# Little info please.



## kc5tpy (Apr 21, 2016)

Hi folks.  One of my mates at work asked me today about a smoker.  He is thinking of one of the Traeger Pro series ( will find out which model ). He is looking at the larger one which I believe is the series 34.   I don't know much about pellet burners except that many folks use the and are very happy with the results.  Not long to talk but I think he said he was looking at £1000-£1200.  Told him I thought he could do better.  SO! Since I don't know any where with more knowledge and experience; I thought I would start my research here.  Also is there another Brand out there in the U.K. that offers the same quality and size for less money?  And finally; how easy is it to get spares for the Traeger here in the U.K.?  Thanks for the help.  Keep Smokin!

Danny


----------



## wade (Apr 22, 2016)

Hi Danny. If he is looking for a pellet smoker You should probably get him to also look at the Green Mountain Grills.

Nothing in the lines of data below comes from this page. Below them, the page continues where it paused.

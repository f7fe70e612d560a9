//! Prediction history
//!
//! One record per gateway request: who asked, what they sent and what came
//! back. Writes are best-effort; a failed write is logged and never changes
//! the prediction returned to the caller.
//!
//! `SqlitePredictionLog` persists to a SQLite file keyed by `prediction_id`.
//! Without a database path the server keeps the most recent records in a
//! bounded `MemoryPredictionLog`.

use crate::reading::{PredictionResult, Reading};
use chrono::{DateTime, Utc};
use rusqlite::{params, Connection, Row};
use serde::{Deserialize, Serialize};
use std::collections::VecDeque;
use std::path::{Path, PathBuf};
use std::sync::Mutex;
use uuid::Uuid;

/// Identity recorded when the caller supplies none
pub const ANONYMOUS_USER: &str = "anonymous";

/// Records kept by the in-memory store before the oldest is evicted
pub const DEFAULT_MEMORY_CAPACITY: usize = 1000;

#[derive(Debug, Clone, PartialEq, Serialize, Deserialize)]
pub struct PredictionRecord {
    pub prediction_id: Uuid,
    pub user_email: String,
    pub latitude: Option<f64>,
    pub longitude: Option<f64>,
    pub temperature: f64,
    pub salinity: f64,
    pub season: String,
    pub predicted_zone: String,
    /// Species joined with ", "
    pub fish_recommendations: String,
    pub gps_zone: String,
    pub timestamp: DateTime<Utc>,
}

impl PredictionRecord {
    /// Fresh record with a new v4 id, stamped now
    pub fn new(user_email: &str, reading: &Reading, result: &PredictionResult) -> Self {
        Self {
            prediction_id: Uuid::new_v4(),
            user_email: user_email.to_string(),
            latitude: reading.gps.map(|p| p.lat),
            longitude: reading.gps.map(|p| p.lon),
            temperature: reading.temperature,
            salinity: reading.salinity,
            season: reading.season.to_string(),
            predicted_zone: result.predicted_zone.clone(),
            fish_recommendations: result.fish_recommendations.join(", "),
            gps_zone: result.gps_zone.clone(),
            timestamp: Utc::now(),
        }
    }
}

#[derive(Debug, thiserror::Error)]
pub enum HistoryError {
    #[error("history database error at {path}: {source}")]
    Open {
        path: PathBuf,
        #[source]
        source: rusqlite::Error,
    },

    #[error("history database error: {0}")]
    Sqlite(#[from] rusqlite::Error),

    #[error("corrupt prediction record: {0}")]
    Corrupt(String),

    #[error("history store lock poisoned")]
    Poisoned,
}

/// Key-value record store for prediction history
pub trait PredictionLog: Send + Sync {
    fn put(&self, record: &PredictionRecord) -> Result<(), HistoryError>;
}

const SCHEMA: &str = "CREATE TABLE IF NOT EXISTS predictions (
    prediction_id TEXT PRIMARY KEY,
    user_email TEXT NOT NULL,
    latitude REAL,
    longitude REAL,
    temperature REAL NOT NULL,
    salinity REAL NOT NULL,
    season TEXT NOT NULL,
    predicted_zone TEXT NOT NULL,
    fish_recommendations TEXT NOT NULL,
    gps_zone TEXT NOT NULL,
    timestamp TEXT NOT NULL
);";

/// SQLite-backed store, one row per prediction
pub struct SqlitePredictionLog {
    conn: Mutex<Connection>,
}

impl SqlitePredictionLog {
    /// Open (or create) the database file and ensure the table exists
    pub fn open(path: &Path) -> Result<Self, HistoryError> {
        let open_err = |source| HistoryError::Open { path: path.to_path_buf(), source };

        let conn = Connection::open(path).map_err(open_err)?;
        conn.execute_batch(SCHEMA).map_err(open_err)?;

        tracing::info!("Prediction history: {:?}", path);
        Ok(Self { conn: Mutex::new(conn) })
    }

    /// Every stored record in insertion order
    pub fn records(&self) -> Result<Vec<PredictionRecord>, HistoryError> {
        let conn = self.conn.lock().map_err(|_| HistoryError::Poisoned)?;
        let mut stmt = conn.prepare(
            "SELECT prediction_id, user_email, latitude, longitude, temperature, salinity,
                    season, predicted_zone, fish_recommendations, gps_zone, timestamp
             FROM predictions
             ORDER BY rowid",
        )?;

        let rows = stmt
            .query_map([], StoredRow::from_row)?
            .collect::<Result<Vec<_>, _>>()?;

        rows.into_iter().map(StoredRow::into_record).collect()
    }
}

impl PredictionLog for SqlitePredictionLog {
    fn put(&self, record: &PredictionRecord) -> Result<(), HistoryError> {
        let conn = self.conn.lock().map_err(|_| HistoryError::Poisoned)?;
        conn.execute(
            "INSERT INTO predictions (
                prediction_id,
                user_email,
                latitude,
                longitude,
                temperature,
                salinity,
                season,
                predicted_zone,
                fish_recommendations,
                gps_zone,
                timestamp
            ) VALUES (?1, ?2, ?3, ?4, ?5, ?6, ?7, ?8, ?9, ?10, ?11)",
            params![
                record.prediction_id.to_string(),
                record.user_email,
                record.latitude,
                record.longitude,
                record.temperature,
                record.salinity,
                record.season,
                record.predicted_zone,
                record.fish_recommendations,
                record.gps_zone,
                record.timestamp.to_rfc3339(),
            ],
        )?;
        Ok(())
    }
}

/// Row as stored; id and timestamp are still text
struct StoredRow {
    prediction_id: String,
    user_email: String,
    latitude: Option<f64>,
    longitude: Option<f64>,
    temperature: f64,
    salinity: f64,
    season: String,
    predicted_zone: String,
    fish_recommendations: String,
    gps_zone: String,
    timestamp: String,
}

impl StoredRow {
    fn from_row(row: &Row) -> Result<Self, rusqlite::Error> {
        Ok(Self {
            prediction_id: row.get("prediction_id")?,
            user_email: row.get("user_email")?,
            latitude: row.get("latitude")?,
            longitude: row.get("longitude")?,
            temperature: row.get("temperature")?,
            salinity: row.get("salinity")?,
            season: row.get("season")?,
            predicted_zone: row.get("predicted_zone")?,
            fish_recommendations: row.get("fish_recommendations")?,
            gps_zone: row.get("gps_zone")?,
            timestamp: row.get("timestamp")?,
        })
    }

    fn into_record(self) -> Result<PredictionRecord, HistoryError> {
        let prediction_id = Uuid::parse_str(&self.prediction_id).map_err(|e| {
            HistoryError::Corrupt(format!("prediction_id '{}': {}", self.prediction_id, e))
        })?;
        let timestamp = DateTime::parse_from_rfc3339(&self.timestamp)
            .map(|dt| dt.with_timezone(&Utc))
            .map_err(|e| HistoryError::Corrupt(format!("timestamp '{}': {}", self.timestamp, e)))?;

        Ok(PredictionRecord {
            prediction_id,
            user_email: self.user_email,
            latitude: self.latitude,
            longitude: self.longitude,
            temperature: self.temperature,
            salinity: self.salinity,
            season: self.season,
            predicted_zone: self.predicted_zone,
            fish_recommendations: self.fish_recommendations,
            gps_zone: self.gps_zone,
            timestamp,
        })
    }
}

/// In-process store holding at most `capacity` records, oldest evicted first
pub struct MemoryPredictionLog {
    capacity: usize,
    records: Mutex<VecDeque<PredictionRecord>>,
}

impl Default for MemoryPredictionLog {
    fn default() -> Self {
        Self::with_capacity(DEFAULT_MEMORY_CAPACITY)
    }
}

impl MemoryPredictionLog {
    pub fn new() -> Self {
        Self::default()
    }

    pub fn with_capacity(capacity: usize) -> Self {
        Self {
            capacity,
            records: Mutex::new(VecDeque::with_capacity(capacity.min(DEFAULT_MEMORY_CAPACITY))),
        }
    }

    pub fn capacity(&self) -> usize {
        self.capacity
    }

    /// Retained records, oldest first
    pub fn records(&self) -> Vec<PredictionRecord> {
        self.records
            .lock()
            .map(|r| r.iter().cloned().collect())
            .unwrap_or_default()
    }
}

impl PredictionLog for MemoryPredictionLog {
    fn put(&self, record: &PredictionRecord) -> Result<(), HistoryError> {
        if self.capacity == 0 {
            return Ok(());
        }

        let mut records = self.records.lock().map_err(|_| HistoryError::Poisoned)?;
        while records.len() >= self.capacity {
            records.pop_front();
        }
        records.push_back(record.clone());
        Ok(())
    }
}

/// Write a record, logging instead of propagating failures
pub fn record_best_effort(log: &dyn PredictionLog, record: &PredictionRecord) {
    match log.put(record) {
        Ok(()) => tracing::debug!("Recorded prediction {}", record.prediction_id),
        Err(e) => tracing::warn!("Failed to record prediction {}: {}", record.prediction_id, e),
    }
}

#[cfg(test)]
mod tests {
    use super::*;
    use crate::season::Season;

    fn sample() -> (Reading, PredictionResult) {
        let reading = Reading::new(12.0, None, Season::Spring).with_gps(44.6, -63.6);
        let result = PredictionResult {
            predicted_zone: "Zone A".to_string(),
            gps_zone: "Zone B".to_string(),
            fish_recommendations: vec!["Cod".to_string(), "Herring".to_string(), "Hake".to_string()],
            lat: 44.6,
            lon: -63.6,
            radius_km: 7.0,
            area_name: "Near Point Pleasant".to_string(),
        };
        (reading, result)
    }

    struct FailingLog;

    impl PredictionLog for FailingLog {
        fn put(&self, _record: &PredictionRecord) -> Result<(), HistoryError> {
            Err(HistoryError::Poisoned)
        }
    }

    #[test]
    fn test_record_fields() {
        let (reading, result) = sample();
        let record = PredictionRecord::new("angler@example.com", &reading, &result);
        assert_eq!(record.fish_recommendations, "Cod, Herring, Hake");
        assert_eq!(record.latitude, Some(44.6));
        assert_eq!(record.season, "Spring");
        assert_eq!(record.gps_zone, "Zone B");

        let other = PredictionRecord::new("angler@example.com", &reading, &result);
        assert_ne!(record.prediction_id, other.prediction_id);
    }

    #[test]
    fn test_sqlite_round_trip() {
        let dir = tempfile::tempdir().unwrap();
        let path = dir.path().join("history.db");
        let (reading, result) = sample();

        let first = PredictionRecord::new(ANONYMOUS_USER, &reading, &result);
        let second = PredictionRecord::new(
            "angler@example.com",
            &Reading::new(18.0, Some(31.0), Season::Summer),
            &result,
        );
        {
            let log = SqlitePredictionLog::open(&path).unwrap();
            log.put(&first).unwrap();
            log.put(&second).unwrap();
        }

        // Reopen: rows survive and the schema is not recreated
        let log = SqlitePredictionLog::open(&path).unwrap();
        let records = log.records().unwrap();
        assert_eq!(records.len(), 2);
        assert_eq!(records[0].prediction_id, first.prediction_id);
        assert_eq!(records[0].latitude, Some(44.6));
        assert_eq!(records[1].user_email, "angler@example.com");
        assert_eq!(records[1].latitude, None);
        assert_eq!(records[1].season, "Summer");
        assert_eq!(records[1].timestamp.timestamp_micros(), second.timestamp.timestamp_micros());
    }

    #[test]
    fn test_sqlite_rejects_duplicate_id() {
        let dir = tempfile::tempdir().unwrap();
        let log = SqlitePredictionLog::open(&dir.path().join("history.db")).unwrap();
        let (reading, result) = sample();
        let record = PredictionRecord::new(ANONYMOUS_USER, &reading, &result);

        log.put(&record).unwrap();
        assert!(matches!(log.put(&record), Err(HistoryError::Sqlite(_))));
        assert_eq!(log.records().unwrap().len(), 1);
    }

    #[test]
    fn test_memory_log_evicts_oldest() {
        let (reading, result) = sample();
        let memory = MemoryPredictionLog::with_capacity(3);

        let records: Vec<PredictionRecord> = (0..5)
            .map(|_| PredictionRecord::new(ANONYMOUS_USER, &reading, &result))
            .collect();
        for record in &records {
            memory.put(record).unwrap();
        }

        let kept = memory.records();
        assert_eq!(kept.len(), 3);
        assert_eq!(kept, records[2..].to_vec());

        let disabled = MemoryPredictionLog::with_capacity(0);
        disabled.put(&records[0]).unwrap();
        assert!(disabled.records().is_empty());

        assert_eq!(MemoryPredictionLog::new().capacity(), DEFAULT_MEMORY_CAPACITY);
    }

    #[test]
    fn test_best_effort_swallows_failures() {
        let (reading, result) = sample();
        let record = PredictionRecord::new(ANONYMOUS_USER, &reading, &result);
        record_best_effort(&FailingLog, &record);

        let memory = MemoryPredictionLog::new();
        record_best_effort(&memory, &record);
        assert_eq!(memory.records().len(), 1);
    }
}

http://shop.americanbbq.co.uk/pellet-smokersgrills-10-c.asp

The mid size "Daniel Boone" is ~£700 and the larger "Jim Bowie" is under £1,000. 

The build quality of the GMG smokers is very good and spares are easy to get hold of as they are fully supported through The American BBQ Company here in the UK. Both Steve and I have GMG smokers and are very happy with then and we have had very positive dealings with The American BBQ Company too..


----------



## smokin monkey (Apr 22, 2016)

Danny, agree with Wade, do not know anything about Traegaer Grills, but GMG are good, easy to use and Darren @ American BBQ is always happy to help.


----------



## kc5tpy (Apr 22, 2016)

Thanks for the advice guys,  I knew you both had pellet smokers but I didn't know which one you had.  Keep Smokin!

Danny


----------